Primo servizio. Il giornalista al Sestriere afferma che le piste da sci «nutrono un mondo, dall’artigianato al commercio». E già qui ci sarebbe da ridere: che lo sci di pista nutra innanzitutto l’artigianato… Ma dove? Ma quando? Poi, solo quattro voci ascoltate: una maestra di sci, il presidente della Sestriere spa, la presidentessa dell’Ascom e il sindaco. E le voci, riportate, di Tomba e della Brignone. Messaggio: se non si aprono gli impianti questi sono rovinati.
Secondo servizio: gli allevamenti di visoni. Il giornalista va a intervistare il titolare di un allevamento del bresciano che rassicura tutti: qui gli animali non sono infetti. Va tutto bene, non è come in Danimarca (https://volerelaluna.it/commenti/2020/11/22/lo-sterminio-dei-visoni-e-lo-stupore-assente/). Ma poi chiama al telefono il titolare di un allevamento di Cremona che dovrà/dovrebbe abbattere i 28.000 capi che alleva per via del contagio (che c’è? non c’è? non si capisce, ma non importa). Il giornalista commenta che il settore è già in crisi e il Covid potrebbe dare il colpo di grazia.
In un caso e nell’altro si fa una scelta di notizie da fornire e, guarda caso, è solo ed esclusivamente una scelta dettata da esigenze economiche da salvare. Ricordo bene, tanti anni fa un servizio sempre del TG3 di Gianfranco Bianco, che andò a intervistare le maestranze di una ditta che lavorava ai sondaggi per il terzo valico ferroviario, perché rischiavano di perdere il lavoro a causa di un sequestro disposto dal magistrato. Stessa logica dei servizi del 23 novembre.
Non aspettatevi dalla RAI che vi dica quanto si sono arricchite le grandi stazioni di sci negli anni pregressi, quanto costi produrre neve finta, quali ricadute negative si abbiano con la stessa, quanto la mano pubblica abbia salvato dal fallimento diverse piccole stazioni, quasi che non ci dovesse essere rischio di impresa. Non aspettatevi che la RAI vi mostri le condizioni di vita (?) dei visoni dentro le loro gabbiette, men che meno quando vengono soppressi dopo questa vita (?). Per fare cosa? Pellicce. Bisogna salvare l’economia purchessia, questo è il messaggio che deve veicolare. Che poi sia l’alta velocità, le piste da sci, i visoni, o l’ILVA di Taranto chissenefrega.
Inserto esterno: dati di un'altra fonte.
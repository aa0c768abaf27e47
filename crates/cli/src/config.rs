// SPDX-License-Identifier: MIT
// Copyright (c) 2026 Alfred Jean LLC

//! Console configuration.
//!
//! Values are layered: built-in defaults, then the TOML config file, then
//! command-line flags (which clap also fills from `AGENT_CONSOLE_*` env vars).

use serde::{Deserialize, Serialize};
use std::path::{Path, PathBuf};
use std::time::Duration;
use thiserror::Error;
use url::Url;

use agent_console_frames::{DEFAULT_CAPACITY, HEARTBEAT_REPLY};

use crate::cli::ConsoleArgs;
use crate::env;

/// Default agent log stream endpoint
pub const DEFAULT_ENDPOINT: &str = "ws://localhost:8000/ws/agent-console";
/// Default seconds between heartbeats
pub const DEFAULT_HEARTBEAT_SECS: u64 = 30;
/// Default heartbeat payload
pub const DEFAULT_HEARTBEAT_TOKEN: &str = "ping";

/// Errors that can occur while building the configuration
#[derive(Debug, Error)]
pub enum ConfigError {
    #[error("Failed to read config file '{path}': {source}")]
    Io {
        path: PathBuf,
        #[source]
        source: std::io::Error,
    },

    #[error("Failed to parse TOML: {0}")]
    Toml(#[from] toml::de::Error),

    #[error("Invalid endpoint '{url}': {source}")]
    InvalidUrl {
        url: String,
        #[source]
        source: url::ParseError,
    },

    #[error("Unsupported endpoint scheme '{0}' (expected ws or wss)")]
    UnsupportedScheme(String),

    #[error("Capacity must be at least 1")]
    InvalidCapacity,

    #[error("Heartbeat interval must be at least 1 second")]
    InvalidHeartbeat,

    #[error("Heartbeat {0} must not be empty")]
    EmptyToken(&'static str),
}

/// Contents of the TOML config file. Every key is optional.
#[derive(Clone, Debug, Default, Deserialize, Serialize, PartialEq, Eq)]
#[serde(deny_unknown_fields)]
pub struct FileConfig {
    /// WebSocket endpoint of the agent log stream
    #[serde(default)]
    pub url: Option<String>,

    /// Maximum number of frames kept (default: 200)
    #[serde(default)]
    pub capacity: Option<usize>,

    /// Follow the newest frame (default: true)
    #[serde(default)]
    pub auto_scroll: Option<bool>,

    /// Seconds between heartbeats (default: 30)
    #[serde(default)]
    pub heartbeat_secs: Option<u64>,

    /// Payload sent as heartbeat (default: "ping")
    #[serde(default)]
    pub heartbeat_token: Option<String>,

    /// Payload the server sends back, never shown (default: "pong")
    #[serde(default)]
    pub heartbeat_reply: Option<String>,

    /// JSONL file to record frames into
    #[serde(default)]
    pub record: Option<PathBuf>,
}

impl FileConfig {
    /// Load a config file.
    pub fn load(path: &Path) -> Result<Self, ConfigError> {
        let content = std::fs::read_to_string(path).map_err(|source| ConfigError::Io {
            path: path.to_path_buf(),
            source,
        })?;
        Self::parse(&content)
    }

    pub fn parse(content: &str) -> Result<Self, ConfigError> {
        Ok(toml::from_str(content)?)
    }
}

/// Resolved console configuration
#[derive(Clone, Debug, PartialEq, Eq)]
pub struct ConsoleConfig {
    pub endpoint: Url,
    pub capacity: usize,
    pub auto_scroll: bool,
    pub heartbeat_interval: Duration,
    pub heartbeat_token: String,
    pub heartbeat_reply: String,
    pub record: Option<PathBuf>,
}

impl Default for ConsoleConfig {
    fn default() -> Self {
        Self {
            endpoint: default_endpoint(),
            capacity: DEFAULT_CAPACITY,
            auto_scroll: true,
            heartbeat_interval: Duration::from_secs(DEFAULT_HEARTBEAT_SECS),
            heartbeat_token: DEFAULT_HEARTBEAT_TOKEN.to_string(),
            heartbeat_reply: HEARTBEAT_REPLY.to_string(),
            record: None,
        }
    }
}

#[allow(clippy::expect_used)]
fn default_endpoint() -> Url {
    Url::parse(DEFAULT_ENDPOINT).expect("DEFAULT_ENDPOINT is a valid URL")
}

impl ConsoleConfig {
    /// Build the configuration for a run.
    ///
    /// The config file is `--config` when given, otherwise the default path
    /// if it exists. A missing default file is not an error.
    pub fn load(args: &ConsoleArgs) -> Result<Self, ConfigError> {
        let file = match &args.config {
            Some(path) => FileConfig::load(path)?,
            None => match env::default_config_path().filter(|p| p.is_file()) {
                Some(path) => FileConfig::load(&path)?,
                None => FileConfig::default(),
            },
        };
        Self::resolve(&file, args)
    }

    /// Layer `file` and `args` over the defaults and validate the result.
    pub fn resolve(file: &FileConfig, args: &ConsoleArgs) -> Result<Self, ConfigError> {
        let defaults = Self::default();

        let url = args.url.as_ref().or(file.url.as_ref());
        let endpoint = match url {
            Some(url) => parse_endpoint(url)?,
            None => defaults.endpoint,
        };

        let capacity = args.capacity.or(file.capacity).unwrap_or(defaults.capacity);
        if capacity == 0 {
            return Err(ConfigError::InvalidCapacity);
        }

        let heartbeat_secs = args
            .heartbeat_secs
            .or(file.heartbeat_secs)
            .unwrap_or(DEFAULT_HEARTBEAT_SECS);
        if heartbeat_secs == 0 {
            return Err(ConfigError::InvalidHeartbeat);
        }

        let heartbeat_token = file
            .heartbeat_token
            .clone()
            .unwrap_or(defaults.heartbeat_token);
        if heartbeat_token.is_empty() {
            return Err(ConfigError::EmptyToken("token"));
        }
        let heartbeat_reply = file
            .heartbeat_reply
            .clone()
            .unwrap_or(defaults.heartbeat_reply);
        if heartbeat_reply.is_empty() {
            return Err(ConfigError::EmptyToken("reply"));
        }

        Ok(Self {
            endpoint,
            capacity,
            auto_scroll: args
                .auto_scroll_override()
                .or(file.auto_scroll)
                .unwrap_or(defaults.auto_scroll),
            heartbeat_interval: Duration::from_secs(heartbeat_secs),
            heartbeat_token,
            heartbeat_reply,
            record: args.record.clone().or_else(|| file.record.clone()),
        })
    }
}

/// Parse and check a WebSocket endpoint.
pub fn parse_endpoint(url: &str) -> Result<Url, ConfigError> {
    let parsed = Url::parse(url).map_err(|source| ConfigError::InvalidUrl {
        url: url.to_string(),
        source,
    })?;
    match parsed.scheme() {
        "ws" | "wss" => Ok(parsed),
        other => Err(ConfigError::UnsupportedScheme(other.to_string())),
    }
}

#[cfg(test)]
#[path = "config_tests.rs"]
mod tests;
Al di là del discorso della libertà di stampa, che comunque è una cosa seria e ci vede solo al quarantunesimo posto nel mondo quest’anno (https://rsf.org/en/ranking) si dovrebbe pensare seriamente a cosa è diventato il mestiere del giornalista, che sia pagato dalla RAI, da Il Corriere della Sera, o da Libero non importa. Per quanto mi riguarda, quando mi dicono «tu che sei giornalista» io ci tengo a precisare «blogger, prego».